BEGIN
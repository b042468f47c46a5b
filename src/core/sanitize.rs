// src/core/sanitize.rs

/// Canonical form of a column header used for alias matching.
///
/// Keeps ASCII letters, digits and `_`; whitespace, punctuation and
/// diacritics all go. `"Număr declarații"`, `"NumărDeclarații"` and a mangled
/// `"NumÄr declaraÈii"` all come out as `"numrdeclaraii"`. Case is folded
/// (ASCII only).
pub fn header_key(raw: &str) -> String {
    raw.chars()
        .filter(|c| c.is_ascii_alphanumeric() || *c == '_')
        .map(|c| c.to_ascii_lowercase())
        .collect()
}

/// Leading integer of `s`, the way a lenient reader sees it.
///
/// Skips leading whitespace, accepts one optional sign, then reads digits
/// until the first non-digit. `"12abc"` → 12, `" -3"` → -3, `"3.7"` → 3.
/// Returns `None` when no digit follows, or on overflow.
pub fn leading_int(s: &str) -> Option<i64> {
    let t = s.trim_start();
    let (neg, rest) = match t.as_bytes().first() {
        Some(b'-') => (true, &t[1..]),
        Some(b'+') => (false, &t[1..]),
        _ => (false, t),
    };
    let end = rest.bytes().take_while(|b| b.is_ascii_digit()).count();
    if end == 0 { return None; }
    let n: i64 = rest[..end].parse().ok()?;
    Some(if neg { -n } else { n })
}

/// Leading decimal number of `s` (`.` as separator), lenient like `leading_int`.
///
/// `"80"` → 80.0, `"50.5 pct"` → 50.5, `".5"` → 0.5, `"abc"` → None.
/// Non-finite results are rejected.
pub fn leading_float(s: &str) -> Option<f64> {
    let t = s.trim_start();
    let bytes = t.as_bytes();
    let mut i = 0;
    if matches!(bytes.first(), Some(b'-') | Some(b'+')) { i += 1; }

    let int_start = i;
    while i < bytes.len() && bytes[i].is_ascii_digit() { i += 1; }
    let mut digits = i - int_start;

    if i < bytes.len() && bytes[i] == b'.' {
        let frac_start = i + 1;
        let mut j = frac_start;
        while j < bytes.len() && bytes[j].is_ascii_digit() { j += 1; }
        if j > frac_start || digits > 0 {
            digits += j - frac_start;
            i = j;
        }
    }
    if digits == 0 { return None; }

    let v: f64 = t[..i].trim_end_matches('.').parse().ok()?;
    v.is_finite().then_some(v)
}

/// Credibility cell: drop a `%`, turn a decimal comma into a point, then read
/// the leading number. `"80%"` → 80.0, `"50,5"` → 50.5.
pub fn parse_percent(s: &str) -> Option<f64> {
    let cleaned = s.trim().replacen('%', "", 1).replacen(',', ".", 1);
    leading_float(&cleaned)
}
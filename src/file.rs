// src/file.rs

use std::{
    fs,
    path::{Path, PathBuf},
};

use crate::config::consts::DEFAULT_EXPORT_STEM;
use crate::config::ExportFormat;
use crate::error::{Error, Result};
use crate::record::Record;
use crate::tabular::write_records;

/// Read the whole source file. A missing/unreadable file is a load failure.
pub fn read_input(path: &Path) -> Result<String> {
    let bytes = fs::read(path)?;
    // Exports from spreadsheet tools are not always UTF-8; keep what we can.
    let text = match String::from_utf8(bytes) {
        Ok(s) => s,
        Err(e) => {
            logd!("input {} is not valid UTF-8; decoding lossily", path.display());
            String::from_utf8_lossy(e.as_bytes()).into_owned()
        }
    };
    Ok(text)
}

/// Write `records` as CSV/TSV to `out`, resolved with `resolve_out_path`.
/// Returns the final path written to.
pub fn write_export(out: &str, records: &[Record], format: ExportFormat) -> Result<PathBuf> {
    let path = resolve_out_path(out, format)?;
    if let Some(parent) = path.parent() {
        if !parent.as_os_str().is_empty() {
            ensure_directory(parent)?;
        }
    }
    let contents = write_records(records, format.delim())?;
    fs::write(&path, contents)?;
    logf!("export: {} records → {}", records.len(), path.display());
    Ok(path)
}

/// Empty → `<stem>.<ext>` in the working directory.
/// A directory (existing, or hinted by a trailing separator) → `<dir>/<stem>.<ext>`.
/// Anything else is used as the file path, extension untouched.
pub fn resolve_out_path(user_o: &str, format: ExportFormat) -> Result<PathBuf> {
    let default_name = format!("{DEFAULT_EXPORT_STEM}.{}", format.ext());
    if user_o.trim().is_empty() { return Ok(PathBuf::from(default_name)); }

    let p = PathBuf::from(normalize_separators(user_o.trim()));
    if looks_like_dir_hint(user_o.trim()) || p.is_dir() {
        ensure_directory(&p)?;
        Ok(p.join(default_name))
    } else {
        Ok(p)
    }
}

pub fn normalize_separators(p: &str) -> String {
    let sep = std::path::MAIN_SEPARATOR;
    p.chars().map(|c| if c == '/' || c == '\\' { sep } else { c }).collect()
}

pub fn ensure_directory(dir: &Path) -> Result<()> {
    if dir.exists() && !dir.is_dir() {
        return Err(Error::Config(format!("Path exists but is not a directory: {}", dir.display())));
    }
    if !dir.exists() { fs::create_dir_all(dir)?; }
    Ok(())
}

pub fn looks_like_dir_hint(p: &str) -> bool {
    p.ends_with('/') || p.ends_with('\\')
}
END
- ACTIVITY
From the entries, give the number of lines where the string "cleaned" is found, and nothing else.

- PROBLEM SOLUTION
2